In graph drawing, a clustered planar graph is a graph together with a hierarchical clustering on its vertices, such that the graph can be drawn together with a collection of simple closed curves surrounding each cluster with no crossings between graph edges or clusters.[1]
The clustering can be described combinatorially by a collection of subsets of the vertices such that, for each two subsets, either both are disjoint or one is contained in the other. It is not required that the clustering be maximal nor that every vertex belong to a cluster.

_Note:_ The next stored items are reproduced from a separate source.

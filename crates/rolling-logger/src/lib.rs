//! Rolling Logger
//!
//! `log` backend that writes to the browser console (stderr off-wasm) and
//! keeps the most recent lines in a fixed-size ring.

use std::collections::VecDeque;
use std::sync::{Mutex, OnceLock};

use log::{Level, LevelFilter, Log, Metadata, Record, SetLoggerError};

/// Bounded line buffer; the oldest line is dropped when full
#[derive(Debug)]
pub struct RingBuffer {
    lines: VecDeque<String>,
    capacity: usize,
}

impl RingBuffer {
    pub fn new(capacity: usize) -> Self {
        Self {
            lines: VecDeque::with_capacity(capacity),
            capacity,
        }
    }

    pub fn push(&mut self, line: String) {
        if self.capacity == 0 {
            return;
        }
        if self.lines.len() == self.capacity {
            self.lines.pop_front();
        }
        self.lines.push_back(line);
    }

    pub fn lines(&self) -> Vec<String> {
        self.lines.iter().cloned().collect()
    }

    pub fn len(&self) -> usize {
        self.lines.len()
    }

    pub fn is_empty(&self) -> bool {
        self.lines.is_empty()
    }
}

pub struct RollingLogger {
    app_name: String,
    level: LevelFilter,
    buffer: Mutex<RingBuffer>,
}

impl RollingLogger {
    pub fn new(app_name: &str, level: LevelFilter, capacity: usize) -> Self {
        Self {
            app_name: app_name.to_string(),
            level,
            buffer: Mutex::new(RingBuffer::new(capacity)),
        }
    }

    pub fn recent_lines(&self) -> Vec<String> {
        self.buffer.lock().map(|buffer| buffer.lines()).unwrap_or_default()
    }

    fn format_line(&self, record: &Record) -> String {
        format!(
            "{} {:<5} [{}] {}: {}",
            chrono::Local::now().format("%H:%M:%S%.3f"),
            record.level(),
            self.app_name,
            record.target(),
            record.args()
        )
    }
}

impl Log for RollingLogger {
    fn enabled(&self, metadata: &Metadata) -> bool {
        metadata.level() <= self.level
    }

    fn log(&self, record: &Record) {
        if !self.enabled(record.metadata()) {
            return;
        }
        let line = self.format_line(record);
        emit(record.level(), &line);
        if let Ok(mut buffer) = self.buffer.lock() {
            buffer.push(line);
        }
    }

    fn flush(&self) {}
}

#[cfg(target_arch = "wasm32")]
fn emit(level: Level, line: &str) {
    let value = wasm_bindgen::JsValue::from_str(line);
    match level {
        Level::Error => web_sys::console::error_1(&value),
        Level::Warn => web_sys::console::warn_1(&value),
        Level::Info => web_sys::console::info_1(&value),
        Level::Debug | Level::Trace => web_sys::console::debug_1(&value),
    }
}

#[cfg(not(target_arch = "wasm32"))]
fn emit(level: Level, line: &str) {
    if level <= Level::Warn {
        eprintln!("{}", line);
    }
}

static LOGGER: OnceLock<RollingLogger> = OnceLock::new();

/// Installs the logger. Only the first call takes effect.
pub fn init_logger(app_name: &str, level: LevelFilter, capacity: usize) -> Result<(), SetLoggerError> {
    let logger = LOGGER.get_or_init(|| RollingLogger::new(app_name, level, capacity));
    log::set_logger(logger)?;
    log::set_max_level(level);
    Ok(())
}

/// Lines kept by the installed logger, oldest first
pub fn recent_lines() -> Vec<String> {
    LOGGER.get().map(RollingLogger::recent_lines).unwrap_or_default()
}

In a clustered planar drawing, no two edges may cross each other (that is, the graph must be planar), no two of the curves representing clusters may cross each other, an edge may cross a cluster boundary only if it connects a vertex inside the cluster to a vertex outside the cluster, and when an edge and cluster boundary cross they may cross only once.[1] After much past work on the problem, a polynomial-time algorithm testing clustered planarity was found in 2019 by Radoslav Fulek and Csaba Tóth.[2]
References
- 1 2 Cortese, Pier Francesco; Di Battista, Giuseppe (2005), "Clustered planarity", Proc. 21st Symp. Computational Geometry (SCG'05), New York: ACM, pp. 32–34, doi:10.1145/1064092.1064093, MR 2460345. A brief survey paper associated with an invited talk at SCG.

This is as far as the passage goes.